(Exercise inputs)
use crate::domain::book::{Isbn, StockMovement};
use crate::domain::fine::{Fine, FineRule, days_late};
use crate::domain::loan::{Loan, LoanId, NewLoan, ReturnReceipt};
use crate::domain::partner::PartnerId;
use crate::domain::ports::{LibraryStoreRef, UnitOfWork};
use crate::error::{LibraryError, Result};
use chrono::NaiveDate;
use tracing::{info, instrument, warn};

/// Orchestrates the loan lifecycle.
///
/// `LoanCoordinator` runs every loan and return as one unit of work spanning
/// the loan records and the book's stock counters. The checks made before the
/// unit of work opens are only a fast path: the conditional updates inside it
/// are authoritative, so concurrent callers (threads or processes) racing for
/// the same copy are serialised by the store rather than by this type.
pub struct LoanCoordinator {
    store: LibraryStoreRef,
    fine_rule: FineRule,
}

impl LoanCoordinator {
    /// Creates a new `LoanCoordinator`.
    ///
    /// # Arguments
    ///
    /// * `store` - The relational store holding books, partners and loans.
    /// * `fine_rule` - The policy used to charge late returns.
    pub fn new(store: LibraryStoreRef, fine_rule: FineRule) -> Self {
        Self { store, fine_rule }
    }

    pub fn fine_rule(&self) -> FineRule {
        self.fine_rule
    }

    /// Lends one copy of `isbn` to `partner_id` until `due_date`.
    ///
    /// Inserts the loan and takes the copy off the shelf atomically. Fails with
    /// `PartnerInvalid` for an unknown or inactive partner and with
    /// `InsufficientStock` when no copy is available, including when another
    /// caller took the last copy after the pre-check.
    #[instrument(skip_all, fields(%isbn, %partner_id), err)]
    pub async fn register_loan(
        &self,
        isbn: &Isbn,
        partner_id: PartnerId,
        due_date: NaiveDate,
    ) -> Result<Loan> {
        if !self.store.is_partner_active(partner_id).await? {
            return Err(LibraryError::PartnerInvalid(partner_id));
        }

        match self.store.find_book(isbn).await? {
            Some(book) if book.has_stock() => {}
            book => {
                return Err(LibraryError::InsufficientStock {
                    isbn: isbn.clone(),
                    available: book.map_or(0, |book| book.available_copies),
                });
            }
        }

        let request = NewLoan {
            book_isbn: isbn.clone(),
            partner_id,
            due_date,
        };

        let mut uow = self.store.begin().await?;
        let outcome = checkout(&mut *uow, &request).await;
        let loan = settle(uow, outcome).await?;

        info!(loan_id = %loan.id, %due_date, "loan registered");
        Ok(loan)
    }

    /// Closes an open loan on `return_date`, charging the fine and putting the
    /// copy back on the shelf atomically.
    ///
    /// A loan is returned at most once: a second call fails with
    /// `AlreadyReturned`, or with `Consistency` when it raced the first one.
    #[instrument(skip_all, fields(%loan_id), err)]
    pub async fn process_return(
        &self,
        loan_id: LoanId,
        return_date: NaiveDate,
    ) -> Result<ReturnReceipt> {
        let loan = self
            .store
            .find_loan(loan_id)
            .await?
            .ok_or(LibraryError::LoanNotFound(loan_id))?;
        if loan.is_returned {
            return Err(LibraryError::AlreadyReturned(loan_id));
        }

        let fine = self.fine_rule.calculate(loan.due_date, return_date);

        let mut uow = self.store.begin().await?;
        let outcome = check_in(&mut *uow, &loan, return_date, fine).await;
        settle(uow, outcome).await?;

        info!(isbn = %loan.book_isbn, %fine, "loan returned");
        Ok(ReturnReceipt {
            loan_id,
            book_isbn: loan.book_isbn,
            return_date,
            days_late: days_late(loan.due_date, return_date),
            fine,
        })
    }

    /// The fine for returning a loan due on `due_date` on `return_date`.
    pub fn calculate_fine(&self, due_date: NaiveDate, return_date: NaiveDate) -> Fine {
        self.fine_rule.calculate(due_date, return_date)
    }

    pub async fn find_loan(&self, loan_id: LoanId) -> Result<Option<Loan>> {
        self.store.find_loan(loan_id).await
    }

    pub async fn active_loans(&self) -> Result<Vec<Loan>> {
        self.store.active_loans().await
    }

    /// Open loans whose due date is before `today`.
    pub async fn overdue_loans(&self, today: NaiveDate) -> Result<Vec<Loan>> {
        self.store.overdue_loans(today).await
    }
}

async fn checkout(uow: &mut dyn UnitOfWork, request: &NewLoan) -> Result<Loan> {
    let loan = uow.insert_loan(request).await?;

    if !uow
        .adjust_stock(&request.book_isbn, StockMovement::Checkout)
        .await?
    {
        return Err(LibraryError::InsufficientStock {
            isbn: request.book_isbn.clone(),
            available: 0,
        });
    }

    Ok(loan)
}

async fn check_in(
    uow: &mut dyn UnitOfWork,
    loan: &Loan,
    return_date: NaiveDate,
    fine: Fine,
) -> Result<()> {
    if !uow.finalize_return(loan.id, return_date, fine).await? {
        return Err(LibraryError::Consistency(format!(
            "loan {} was closed concurrently",
            loan.id
        )));
    }

    if !uow
        .adjust_stock(&loan.book_isbn, StockMovement::Return)
        .await?
    {
        return Err(LibraryError::Consistency(format!(
            "stock of ISBN '{}' could not take back loan {}",
            loan.book_isbn, loan.id
        )));
    }

    Ok(())
}

/// Commits on success and rolls back on failure, closing `uow` either way.
///
/// The error in `outcome` is returned even if the rollback itself fails.
async fn settle<T: Send>(uow: Box<dyn UnitOfWork>, outcome: Result<T>) -> Result<T> {
    match outcome {
        Ok(value) => {
            uow.commit().await?;
            Ok(value)
        }
        Err(err) => {
            if let Err(rollback_err) = uow.rollback().await {
                warn!(error = %rollback_err, "rollback failed");
            }
            warn!(error = %err, "unit of work rolled back");
            Err(err)
        }
    }
}

#[cfg(test)]
mod tests {
    use super::*;
    use crate::domain::book::Book;
    use crate::domain::partner::NewPartner;
    use crate::domain::ports::{BookCatalog, LibraryStore, LoanReports, PartnerDirectory};
    use crate::infrastructure::sqlite::SqliteStore;
    use rust_decimal_macros::dec;
    use std::sync::Arc;

    fn date(y: i32, m: u32, d: u32) -> NaiveDate {
        NaiveDate::from_ymd_opt(y, m, d).unwrap()
    }

    fn isbn(value: &str) -> Isbn {
        Isbn::new(value).unwrap()
    }

    async fn setup(copies: i64) -> (Arc<SqliteStore>, LoanCoordinator, PartnerId) {
        let store = Arc::new(SqliteStore::in_memory().await.unwrap());
        store
            .insert_book(&Book::new(isbn("X"), "Dune", "Herbert", "Sci-Fi", dec!(10), copies))
            .await
            .unwrap();
        let partner = store
            .insert_partner(&NewPartner::new("Ada", "ada@example.org"))
            .await
            .unwrap();

        let coordinator = LoanCoordinator::new(store.clone(), FineRule::default());
        (store, coordinator, partner.id)
    }

    async fn available(store: &SqliteStore) -> i64 {
        store
            .find_book(&isbn("X"))
            .await
            .unwrap()
            .unwrap()
            .available_copies
    }

    #[tokio::test]
    async fn test_loan_and_return_end_to_end() {
        let (store, coordinator, partner_id) = setup(3).await;

        let loan = coordinator
            .register_loan(&isbn("X"), partner_id, date(2024, 2, 1))
            .await
            .unwrap();
        assert!(!loan.is_returned);
        assert_eq!(available(&store).await, 2);

        let receipt = coordinator
            .process_return(loan.id, date(2024, 2, 5))
            .await
            .unwrap();
        assert_eq!(receipt.fine.value(), dec!(2.00));
        assert_eq!(receipt.days_late, 4);
        assert_eq!(available(&store).await, 3);

        let stored = store.find_loan(loan.id).await.unwrap().unwrap();
        assert!(stored.is_returned);
        assert_eq!(stored.return_date, Some(date(2024, 2, 5)));
        assert_eq!(stored.fine.map(|f| f.value()), Some(dec!(2.00)));
    }

    #[tokio::test]
    async fn test_inactive_partner_is_rejected() {
        let (store, coordinator, partner_id) = setup(3).await;
        let mut partner = store.find_partner(partner_id).await.unwrap().unwrap();
        partner.is_active = false;
        store.update_partner(&partner).await.unwrap();

        let result = coordinator
            .register_loan(&isbn("X"), partner_id, date(2024, 2, 1))
            .await;

        assert!(matches!(result, Err(LibraryError::PartnerInvalid(id)) if id == partner_id));
        assert_eq!(available(&store).await, 3);
    }

    #[tokio::test]
    async fn test_unknown_partner_is_rejected() {
        let (_store, coordinator, _) = setup(3).await;
        let result = coordinator
            .register_loan(&isbn("X"), PartnerId(404), date(2024, 2, 1))
            .await;
        assert!(matches!(result, Err(LibraryError::PartnerInvalid(_))));
    }

    #[tokio::test]
    async fn test_out_of_stock_is_rejected() {
        let (store, coordinator, partner_id) = setup(1).await;

        coordinator
            .register_loan(&isbn("X"), partner_id, date(2024, 2, 1))
            .await
            .unwrap();
        let result = coordinator
            .register_loan(&isbn("X"), partner_id, date(2024, 2, 1))
            .await;

        assert!(matches!(
            result,
            Err(LibraryError::InsufficientStock { available: 0, .. })
        ));
        assert_eq!(store.active_loans().await.unwrap().len(), 1);
    }

    #[tokio::test]
    async fn test_unknown_book_is_insufficient_stock() {
        let (_store, coordinator, partner_id) = setup(1).await;
        let result = coordinator
            .register_loan(&isbn("missing"), partner_id, date(2024, 2, 1))
            .await;
        assert!(matches!(result, Err(LibraryError::InsufficientStock { .. })));
    }

    #[tokio::test]
    async fn test_return_of_unknown_loan() {
        let (_store, coordinator, _) = setup(1).await;
        let result = coordinator.process_return(LoanId(77), date(2024, 2, 1)).await;
        assert!(matches!(result, Err(LibraryError::LoanNotFound(LoanId(77)))));
    }

    #[tokio::test]
    async fn test_double_return_is_rejected() {
        let (store, coordinator, partner_id) = setup(2).await;
        let loan = coordinator
            .register_loan(&isbn("X"), partner_id, date(2024, 2, 1))
            .await
            .unwrap();

        coordinator
            .process_return(loan.id, date(2024, 1, 30))
            .await
            .unwrap();
        let second = coordinator.process_return(loan.id, date(2024, 2, 3)).await;

        assert!(matches!(second, Err(LibraryError::AlreadyReturned(_))));
        assert_eq!(available(&store).await, 2);
        let stored = store.find_loan(loan.id).await.unwrap().unwrap();
        assert_eq!(stored.fine, Some(Fine::ZERO));
        assert_eq!(stored.return_date, Some(date(2024, 1, 30)));
    }

    #[tokio::test]
    async fn test_reports() {
        let (_store, coordinator, partner_id) = setup(3).await;
        let first = coordinator
            .register_loan(&isbn("X"), partner_id, date(2024, 1, 10))
            .await
            .unwrap();
        coordinator
            .register_loan(&isbn("X"), partner_id, date(2024, 3, 10))
            .await
            .unwrap();

        assert_eq!(coordinator.active_loans().await.unwrap().len(), 2);
        let overdue = coordinator.overdue_loans(date(2024, 2, 1)).await.unwrap();
        assert_eq!(overdue.len(), 1);
        assert_eq!(overdue[0].id, first.id);

        coordinator
            .process_return(first.id, date(2024, 2, 1))
            .await
            .unwrap();
        assert!(coordinator.overdue_loans(date(2024, 2, 1)).await.unwrap().is_empty());
        assert_eq!(
            coordinator.find_loan(first.id).await.unwrap().unwrap().fine,
            Some(coordinator.calculate_fine(date(2024, 1, 10), date(2024, 2, 1)))
        );
    }

    #[tokio::test]
    async fn test_custom_fine_rule() {
        let store = Arc::new(SqliteStore::in_memory().await.unwrap());
        let coordinator = LoanCoordinator::new(store, FineRule::new(dec!(1.00)).unwrap());
        assert_eq!(
            coordinator
                .calculate_fine(date(2024, 1, 10), date(2024, 1, 15))
                .value(),
            dec!(5.00)
        );
    }

    #[tokio::test]
    async fn test_begin_is_available_through_trait_object() {
        let (store, _coordinator, _) = setup(1).await;
        let uow = LibraryStore::begin(store.as_ref()).await.unwrap();
        uow.rollback().await.unwrap();
    }
}
//! Storage ports.
//!
//! Two capability tiers: the read traits manage their own short-lived access to
//! the store, while the transactional traits are only reachable through an open
//! [`UnitOfWork`].

use super::book::{Book, Isbn, StockMovement};
use super::fine::Fine;
use super::loan::{Loan, LoanId, NewLoan};
use super::partner::{NewPartner, Partner, PartnerId};
use super::user::{StaffRole, User, UserId};
use crate::error::Result;
use async_trait::async_trait;
use chrono::NaiveDate;
use std::sync::Arc;

/// Bounded stock updates, executed inside an enclosing unit of work.
#[async_trait]
pub trait StockLedger: Send {
    /// Applies `movement` to the book's available copies as one conditional
    /// statement. Returns `false` when the book does not exist or the result
    /// would leave `0..=total_copies`.
    async fn adjust_stock(&mut self, isbn: &Isbn, movement: StockMovement) -> Result<bool>;
}

/// Loan mutations, executed inside an enclosing unit of work.
#[async_trait]
pub trait LoanRecords: Send {
    /// Inserts an open loan; the store assigns `id` and `loan_date`.
    async fn insert_loan(&mut self, loan: &NewLoan) -> Result<Loan>;

    /// Marks an open loan as returned. Returns `false` when the loan does not
    /// exist or was already returned.
    async fn finalize_return(
        &mut self,
        loan_id: LoanId,
        return_date: NaiveDate,
        fine: Fine,
    ) -> Result<bool>;
}

/// An atomic group of mutations, closed exactly once.
///
/// Dropping an open unit of work discards its changes.
#[async_trait]
pub trait UnitOfWork: StockLedger + LoanRecords {
    async fn commit(self: Box<Self>) -> Result<()>;
    async fn rollback(self: Box<Self>) -> Result<()>;
}

#[async_trait]
pub trait BookCatalog: Send + Sync {
    async fn find_book(&self, isbn: &Isbn) -> Result<Option<Book>>;
    async fn list_books(&self) -> Result<Vec<Book>>;
    async fn books_by_category(&self, category: &str) -> Result<Vec<Book>>;
    async fn books_by_author(&self, author: &str) -> Result<Vec<Book>>;
    async fn insert_book(&self, book: &Book) -> Result<()>;
    /// Updates the descriptive fields and the total copy count, re-deriving the
    /// available count from the copies currently out on loan. Returns `false`
    /// when the book does not exist or `book.total_copies` would not cover them.
    async fn update_book(&self, book: &Book) -> Result<bool>;
    async fn set_book_active(&self, isbn: &Isbn, is_active: bool) -> Result<bool>;
}

#[async_trait]
pub trait PartnerDirectory: Send + Sync {
    /// An unknown partner is reported as inactive.
    async fn is_partner_active(&self, id: PartnerId) -> Result<bool>;
    async fn find_partner(&self, id: PartnerId) -> Result<Option<Partner>>;
    async fn list_partners(&self) -> Result<Vec<Partner>>;
    async fn insert_partner(&self, partner: &NewPartner) -> Result<Partner>;
    async fn update_partner(&self, partner: &Partner) -> Result<bool>;
}

#[async_trait]
pub trait LoanReports: Send + Sync {
    async fn find_loan(&self, id: LoanId) -> Result<Option<Loan>>;
    async fn all_loans(&self) -> Result<Vec<Loan>>;
    async fn active_loans(&self) -> Result<Vec<Loan>>;
    /// Open loans whose due date is before `today`.
    async fn overdue_loans(&self, today: NaiveDate) -> Result<Vec<Loan>>;
    async fn count_active_loans(&self, isbn: &Isbn) -> Result<i64>;
}

/// Staff accounts. Passwords only ever reach the store already hashed.
#[async_trait]
pub trait StaffDirectory: Send + Sync {
    async fn find_user(&self, id: UserId) -> Result<Option<User>>;
    async fn find_user_by_username(&self, username: &str) -> Result<Option<User>>;
    async fn list_users(&self) -> Result<Vec<User>>;
    async fn insert_user(
        &self,
        username: &str,
        password_hash: &str,
        role: StaffRole,
    ) -> Result<User>;
    /// Updates username, role and activity. Returns `false` for an unknown id.
    async fn update_user(&self, user: &User) -> Result<bool>;
    async fn update_password_hash(&self, id: UserId, password_hash: &str) -> Result<bool>;
}

/// The relational backing store.
#[async_trait]
pub trait LibraryStore: BookCatalog + PartnerDirectory + LoanReports + StaffDirectory {
    async fn begin(&self) -> Result<Box<dyn UnitOfWork>>;
}

pub type LibraryStoreRef = Arc<dyn LibraryStore>;
#[async_trait]
impl PartnerDirectory for SqliteStore {
    async fn is_partner_active(&self, id: PartnerId) -> Result<bool> {
        let active = sqlx::query_scalar::<_, bool>("SELECT is_active FROM partners WHERE id = ?1")
            .bind(id.0)
            .fetch_optional(&self.pool)
            .await?;
        Ok(active.unwrap_or(false))
    }

    async fn find_partner(&self, id: PartnerId) -> Result<Option<Partner>> {
        let sql = format!("{SELECT_PARTNER_SQL} WHERE id = ?1");
        let row = sqlx::query_as::<_, PartnerRow>(&sql)
            .bind(id.0)
            .fetch_optional(&self.pool)
            .await?;
        Ok(row.map(Partner::from))
    }

    async fn list_partners(&self) -> Result<Vec<Partner>> {
        let sql = format!("{SELECT_PARTNER_SQL} ORDER BY id");
        let rows = sqlx::query_as::<_, PartnerRow>(&sql)
            .fetch_all(&self.pool)
            .await?;
        Ok(rows.into_iter().map(Partner::from).collect())
    }

    async fn insert_partner(&self, partner: &NewPartner) -> Result<Partner> {
        let row = sqlx::query_as::<_, PartnerRow>(
            "INSERT INTO partners (name, email) VALUES (?1, ?2) RETURNING id, name, email, is_active",
        )
        .bind(&partner.name)
        .bind(&partner.email)
        .fetch_one(&self.pool)
        .await?;
        debug!(partner_id = row.id, "partner inserted");
        Ok(row.into())
    }

    async fn update_partner(&self, partner: &Partner) -> Result<bool> {
        let result =
            sqlx::query("UPDATE partners SET name = ?1, email = ?2, is_active = ?3 WHERE id = ?4")
                .bind(&partner.name)
                .bind(&partner.email)
                .bind(partner.is_active)
                .bind(partner.id.0)
                .execute(&self.pool)
                .await?;
        Ok(result.rows_affected() == 1)
    }
}
use crate::domain::book::{Book, Isbn};
use crate::domain::ports::LibraryStoreRef;
use crate::error::{LibraryError, Result};
use tracing::{info, instrument};

/// Maintains the book catalog.
pub struct BookService {
    store: LibraryStoreRef,
}

impl BookService {
    pub fn new(store: LibraryStoreRef) -> Self {
        Self { store }
    }

    /// Adds a book to the catalog. The ISBN must not be registered yet.
    #[instrument(skip(self, book), fields(isbn = %book.isbn), err)]
    pub async fn register(&self, book: &Book) -> Result<()> {
        book.validate()?;
        if self.store.find_book(&book.isbn).await?.is_some() {
            return Err(LibraryError::DuplicateIsbn(book.isbn.clone()));
        }
        // A concurrent insert of the same ISBN still surfaces as DuplicateIsbn.
        self.store.insert_book(book).await?;
        info!(copies = book.total_copies, "book registered");
        Ok(())
    }

    /// Updates a book's descriptive fields and its total copy count.
    ///
    /// `book.available_copies` is ignored: the stored count is re-derived from
    /// the copies currently out on loan, so an update never races a loan or a
    /// return into an inconsistent state.
    #[instrument(skip(self, book), fields(isbn = %book.isbn), err)]
    pub async fn update(&self, book: &Book) -> Result<Book> {
        let current = self
            .store
            .find_book(&book.isbn)
            .await?
            .ok_or_else(|| LibraryError::BookNotFound(book.isbn.clone()))?;
        current.ensure_total_covers_loans(book.total_copies)?;

        let candidate = Book {
            available_copies: book.total_copies - current.checked_out(),
            ..book.clone()
        };
        candidate.validate()?;

        if !self.store.update_book(&candidate).await? {
            return Err(LibraryError::Consistency(format!(
                "copies of ISBN '{}' changed while updating its total",
                book.isbn
            )));
        }

        self.store
            .find_book(&book.isbn)
            .await?
            .ok_or_else(|| LibraryError::BookNotFound(book.isbn.clone()))
    }

    pub async fn find(&self, isbn: &Isbn) -> Result<Option<Book>> {
        self.store.find_book(isbn).await
    }

    pub async fn list(&self) -> Result<Vec<Book>> {
        self.store.list_books().await
    }

    /// Active books in `category`.
    pub async fn filter_by_category(&self, category: &str) -> Result<Vec<Book>> {
        self.store.books_by_category(category.trim()).await
    }

    /// Active books by `author`.
    pub async fn filter_by_author(&self, author: &str) -> Result<Vec<Book>> {
        self.store.books_by_author(author.trim()).await
    }

    #[instrument(skip_all, fields(%isbn, is_active), err)]
    pub async fn set_active(&self, isbn: &Isbn, is_active: bool) -> Result<()> {
        if !self.store.set_book_active(isbn, is_active).await? {
            return Err(LibraryError::BookNotFound(isbn.clone()));
        }
        info!("book activity changed");
        Ok(())
    }
}
//! Domain layer: library entities, the fine rule and the storage ports.

pub mod book;
pub mod fine;
pub mod loan;
pub mod partner;
pub mod ports;
pub mod user;
use crate::domain::ports::LibraryStoreRef;
use crate::domain::user::{NewUser, User, UserId, validate_password};
use crate::error::{LibraryError, Result};
use tracing::{info, instrument, warn};

/// Maintains the staff accounts that operate the library.
pub struct UserService {
    store: LibraryStoreRef,
    hash_cost: u32,
}

impl UserService {
    pub fn new(store: LibraryStoreRef) -> Self {
        Self::with_hash_cost(store, bcrypt::DEFAULT_COST)
    }

    /// Uses `hash_cost` bcrypt rounds for new password hashes.
    pub fn with_hash_cost(store: LibraryStoreRef, hash_cost: u32) -> Self {
        Self { store, hash_cost }
    }

    /// Creates an active account. The username must not be taken.
    #[instrument(skip_all, fields(username = %user.username, role = %user.role), err)]
    pub async fn register(&self, user: &NewUser) -> Result<User> {
        user.validate()?;
        if self.store.find_user_by_username(&user.username).await?.is_some() {
            return Err(LibraryError::DuplicateUsername(user.username.clone()));
        }

        let hash = bcrypt::hash(&user.password, self.hash_cost)?;
        let stored = self
            .store
            .insert_user(&user.username, &hash, user.role)
            .await?;
        info!(user_id = %stored.id, "user registered");
        Ok(stored)
    }

    /// Returns the account matching `username` and `password`.
    ///
    /// Unknown usernames, wrong passwords and inactive accounts all fail with
    /// the same `InvalidCredentials` error.
    #[instrument(skip(self, password), err)]
    pub async fn login(&self, username: &str, password: &str) -> Result<User> {
        let Some(user) = self.store.find_user_by_username(username.trim()).await? else {
            return Err(LibraryError::InvalidCredentials);
        };
        if !user.is_active || !bcrypt::verify(password, &user.password_hash)? {
            warn!(user_id = %user.id, "login rejected");
            return Err(LibraryError::InvalidCredentials);
        }
        Ok(user)
    }

    /// Updates username, role and activity. The password hash is left as is.
    #[instrument(skip_all, fields(user_id = %user.id), err)]
    pub async fn update(&self, user: &User) -> Result<()> {
        user.validate()?;
        if let Some(existing) = self.store.find_user_by_username(&user.username).await? {
            if existing.id != user.id {
                return Err(LibraryError::DuplicateUsername(user.username.clone()));
            }
        }
        if !self.store.update_user(user).await? {
            return Err(LibraryError::UserNotFound(user.id));
        }
        Ok(())
    }

    #[instrument(skip(self, password), err)]
    pub async fn change_password(&self, id: UserId, password: &str) -> Result<()> {
        validate_password(password)?;
        let hash = bcrypt::hash(password, self.hash_cost)?;
        if !self.store.update_password_hash(id, &hash).await? {
            return Err(LibraryError::UserNotFound(id));
        }
        Ok(())
    }

    pub async fn deactivate(&self, id: UserId) -> Result<User> {
        let mut user = self
            .find(id)
            .await?
            .ok_or(LibraryError::UserNotFound(id))?;
        user.is_active = false;
        self.update(&user).await?;
        Ok(user)
    }

    pub async fn find(&self, id: UserId) -> Result<Option<User>> {
        self.store.find_user(id).await
    }

    pub async fn list(&self) -> Result<Vec<User>> {
        self.store.list_users().await
    }
}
(End Exercise inputs)
• _Exercise prompt_
Find every line in the entries that includes the word "UserNotFound", then state how many there are and nothing else.

• _Solution to this exercise_
3